Vaccine Branch, National Cancer Institute, Bethesda, Maryland 20892,1 Department of Pathology and Laboratory Medicine, University of Pennsylvania School of Medicine, Philadelphia, Pennsylvania 19104-6100,2 Biostatistics and Data Management Section, National Cancer Institute, Bethesda, Maryland 20892,3 Advanced BioScience Laboratories, Inc., Kensington, Maryland 208954
Received 29 May 2008/ Accepted 19 August 2008
Previously, combination DNA/nonreplicating adenovirus (Ad)- or poxvirus-vectored vaccines have strongly protected against SHIV89.6P, DNAs expressing cytokines have modulated immunity elicited by DNA vaccines, and replication-competent Ad-recombinant priming and protein boosting has strongly protected against simian immunodeficiency virus (SIV) challenge. Here we evaluated a vaccine strategy composed of these promising components.
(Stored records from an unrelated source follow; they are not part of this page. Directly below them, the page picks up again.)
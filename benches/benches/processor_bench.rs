//! # Processor Benchmarks
//!
//! Measures the per-sample cost of the processing entry point with the
//! reference fusion backend.
//!
//! Run: `cargo bench --bench processor_bench`

use binsense_air::{
    AirConfig, AirQualityProcessor, BmeSample, EchoFusion, FusionOutput, MemoryStateStore,
    process_bme_data,
};
use criterion::{Criterion, black_box, criterion_group, criterion_main};

fn sample(timestamp: i64) -> BmeSample {
    BmeSample {
        timestamp,
        temperature: 24.5,
        pressure: 101_325.0,
        humidity: 48.0,
        gas_resistance: 12_000.0,
    }
}

/// Benchmark processing with saves at different cadences
fn bench_process(c: &mut Criterion) {
    let mut group = c.benchmark_group("processor");

    for interval in [1u64, 100, 10_000] {
        let config = AirConfig {
            save_interval: interval,
            ..AirConfig::default()
        };
        let fusion = EchoFusion::with_save_interval(interval);
        let Ok(mut processor) = AirQualityProcessor::new(fusion, MemoryStateStore::new(), config)
        else {
            continue;
        };

        let mut timestamp = 0i64;
        group.bench_function(format!("process_save_every_{interval}"), |b| {
            b.iter(|| {
                timestamp += 3_000_000_000;
                black_box(processor.process(&sample(timestamp)))
            })
        });
    }

    group.finish();
}

/// Benchmark the status-code entry point
fn bench_entry_point(c: &mut Criterion) {
    let Ok(mut processor) = AirQualityProcessor::new(
        EchoFusion::new(),
        MemoryStateStore::new(),
        AirConfig::default(),
    ) else {
        return;
    };
    let mut output = FusionOutput::default();
    let mut timestamp = 0i64;

    c.bench_function("process_bme_data", |b| {
        b.iter(|| {
            timestamp += 3_000_000_000;
            black_box(process_bme_data(&mut processor, &sample(timestamp), &mut output))
        })
    });
}

criterion_group!(benches, bench_process, bench_entry_point);
criterion_main!(benches);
Seven rhesus macaques per group were primed twice with multigenic SIV plasmid DNA with or without interleukin-12 (IL-12) DNA or IL-15 DNA. After a multigenic replicating Ad-SIV immunization, all groups received two booster immunizations with SIV gp140 and SIV Nef protein. Four control macaques received control DNA plasmids, empty Ad vector, and adjuvant. All vaccine components were immunogenic, but the cytokine DNAs had little effect. Macaques that received IL-15-DNA exhibited higher peak anti-Nef titers, a more rapid anti-Nef anamnestic response postchallenge, and expanded CD8CM T cells 2 weeks postchallenge compared to the DNA-only group. Other immune responses were indistinguishable between groups. Overall, no protection against intrarectal challenge with SIVmac251 was observed, although immunized non-Mamu-A*01 macaques as a group exhibited a statistically significant 1-log decline in acute viremia compared to non-Mamu-A*01 controls. Possible factors contributing to the poor outcome include administration of cytokine DNAs to sites different from the Ad recombinants (intramuscular and intratracheal, respectively), too few DNA priming immunizations, a suboptimal DNA delivery method, failure to ensure delivery of SIV and cytokine plasmids to the same cell, and instability and short half-life of the IL-15 component. Future experiments should address these issues to determine if this combination approach is able to control a virulent SIV challenge.
Published ahead of print on 27 August 2008.